Not only will health department employees be able to track individual transactions, but nutritionists will too.
“For a nutritionist to be able to pull up what you spent in the last three months, it will be very enlightening for them to say, ‘You had all these benefits. You didn’t buy them. Why not?’” Welch said.
Of course, there’s no way to track whether those benefits are being used — only purchased.
While state officials will have more access with the WIC switch to EBT, it’s almost certain that the public won’t have legal access to that database, Welch said.
“To answer your question, I don’t see how people could go in and see what’s been purchased.”
Benefits for low-income families and individuals vary greatly in how they’re restricted, used and monitored. Therein lies the difficulty, said Bob Schmitt, manager of banking services with Virginia’s Department of the Treasury. The department holds a contract with Xerox to handle the TANF debit card process, but can’t view purchases because of consumer protection laws with banking accounts.
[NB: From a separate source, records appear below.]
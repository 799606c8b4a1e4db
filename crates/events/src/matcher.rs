//! Subscription matching.
//!
//! An event hits a subscription when the subscription is active, lists the
//! event type, and its target resolves to the event:
//!
//! | Kind         | Resolves on                                             |
//! |--------------|---------------------------------------------------------|
//! | `work`       | `source_id` for `"work"` or work activity, `work_ids`   |
//! | `author`     | `actor_id`, `source_id` for `"author"`, `author_ids`    |
//! | `series`     | `source_id` for `"series"`, `series_ids`                |
//! | `collection` | `source_id` for `"collection"`, `collection_ids`        |
//! | `tag`        | `source_id` for `"tag"`, `tag_ids`                      |
//!
//! Comments, kudos, and bookmarks are work activity: their `source_id` is
//! the work even when `source_type` names the comment or kudos itself.

use std::sync::Arc;

use quill_core::attributes;
use quill_core::subscription::SubscriptionKind;
use quill_core::types::DbId;
use quill_db::models::subscription::Subscription;
use quill_db::SubscriptionStore;
use validator::Validate;

use crate::bus::NotificationEvent;
use crate::error::EngineError;

pub struct SubscriptionMatcher {
    subscriptions: Arc<dyn SubscriptionStore>,
}

impl SubscriptionMatcher {
    pub fn new(subscriptions: Arc<dyn SubscriptionStore>) -> Self {
        Self { subscriptions }
    }

    /// Every active subscription the event hits, grouped by kind and
    /// ordered by id within a kind. An empty result is not an error.
    ///
    /// Subscriptions whose stored filters are invalid are logged and
    /// skipped. Only storage failures abort the lookup.
    pub async fn find_matches(
        &self,
        event: &NotificationEvent,
    ) -> Result<Vec<Subscription>, EngineError> {
        let mut matches = Vec::new();

        for kind in SubscriptionKind::ALL {
            let targets = targets_for(event, kind);
            if targets.is_empty() {
                continue;
            }

            let candidates = self
                .subscriptions
                .list_by_target(kind, &targets, event.event_type)
                .await?;

            for subscription in candidates {
                if let Err(e) = subscription.filters.validate() {
                    tracing::warn!(
                        subscription_id = subscription.id,
                        user_id = subscription.user_id,
                        error = %e,
                        "Skipping subscription with invalid filters"
                    );
                    continue;
                }
                matches.push(subscription);
            }
        }

        tracing::debug!(
            event_type = %event.event_type,
            source_id = event.source_id,
            matched = matches.len(),
            "Matched subscriptions"
        );
        Ok(matches)
    }
}

/// Target ids of `kind` the event resolves to, sorted and deduplicated.
fn targets_for(event: &NotificationEvent, kind: SubscriptionKind) -> Vec<DbId> {
    let mut targets = Vec::new();

    let names_kind = event.source_type.parse::<SubscriptionKind>() == Ok(kind);
    let on_work = kind == SubscriptionKind::Work && event.event_type.is_work_activity();
    if names_kind || on_work {
        targets.push(event.source_id);
    }

    if kind == SubscriptionKind::Author {
        targets.extend(event.actor_id);
    }

    match attributes::related_ids(&event.extra_data, attributes::related_ids_key(kind)) {
        Ok(ids) => targets.extend(ids),
        Err(e) => tracing::warn!(
            event_type = %event.event_type,
            source_id = event.source_id,
            error = %e,
            "Ignoring malformed related ids"
        ),
    }

    targets.sort_unstable();
    targets.dedup();
    targets
}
“It’s always a challenge when dealing with electronic benefits, or actually, distribution of any benefits, and how one is addressed versus the other in terms of restrictions, or what you can use or what you can’t use the benefits for,” Schmitt said.
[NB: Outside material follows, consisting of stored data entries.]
//! Persistence for subscriptions, preferences, notification items, and
//! digests.
//!
//! The engine depends only on the traits in [`store`]. [`PgStore`] backs
//! them with PostgreSQL through the [`repositories`]; [`MemoryStore`] keeps
//! everything in process for tests and database-less runs.

use sqlx::postgres::PgPoolOptions;

pub mod error;
pub mod memory;
pub mod models;
pub mod pg;
pub mod repositories;
pub mod store;

pub use error::StoreError;
pub use memory::MemoryStore;
pub use pg::PgStore;
pub use store::{DigestStore, NotificationStore, PreferenceStore, Stores, SubscriptionStore};

pub type DbPool = sqlx::PgPool;

/// Create a connection pool from a database URL.
pub async fn create_pool(database_url: &str, max_connections: u32) -> Result<DbPool, sqlx::Error> {
    PgPoolOptions::new()
        .max_connections(max_connections)
        .connect(database_url)
        .await
}

/// Verify the pool can reach the database.
pub async fn health_check(pool: &DbPool) -> Result<(), sqlx::Error> {
    sqlx::query("SELECT 1").execute(pool).await?;
    Ok(())
}

/// Apply the embedded SQL migrations.
pub async fn run_migrations(pool: &DbPool) -> Result<(), sqlx::migrate::MigrateError> {
    sqlx::migrate!("./migrations").run(pool).await
}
And if we issue a check, a person can take the check and cash it and use those funds wherever. If we do it through direct deposit, once the funds are in the person’s account, obviously they can use those funds to purchase whatever goods they are looking to use them for. Unless you are duplicating a closed system like SNAP has, which has a lot of cost and expenses associated with it, you can’t really restrict the way funds are being used.”
State officials worry that switching TANF from debit cards to EBT cards could be costly, since putting SNAP on EBT cards cost roughly $3.5 million. That’s why the bill proposing the switch this year was so drastically amended to forgo that provision.
The federal government and state government spent a total of $106 million on basic cash assistance for poor families through TANF in fiscal year 2012, according to federal data.
“With the budget times we’re in, who’s going to be willing to step forward with $3 million or $3.5 to implement a program that may only find a small percentage of abuse?” asked Delegate Tony Wilt, a Republican from Harrisonburg who filed the bill to put TANF benefits on EBT cards this year.
But at least in WIC’s case, Welch said the cost impact will be minimal. There’s an 88-cent charge per participant per month to manage the EBT system.
“We now have to pay a banking system to do the paper checks, so it’s pretty much a wash. You’re not paying the banking system to process paper checks,” Welch said. “Now, we’re going to be paying Xerox for the EBT process.”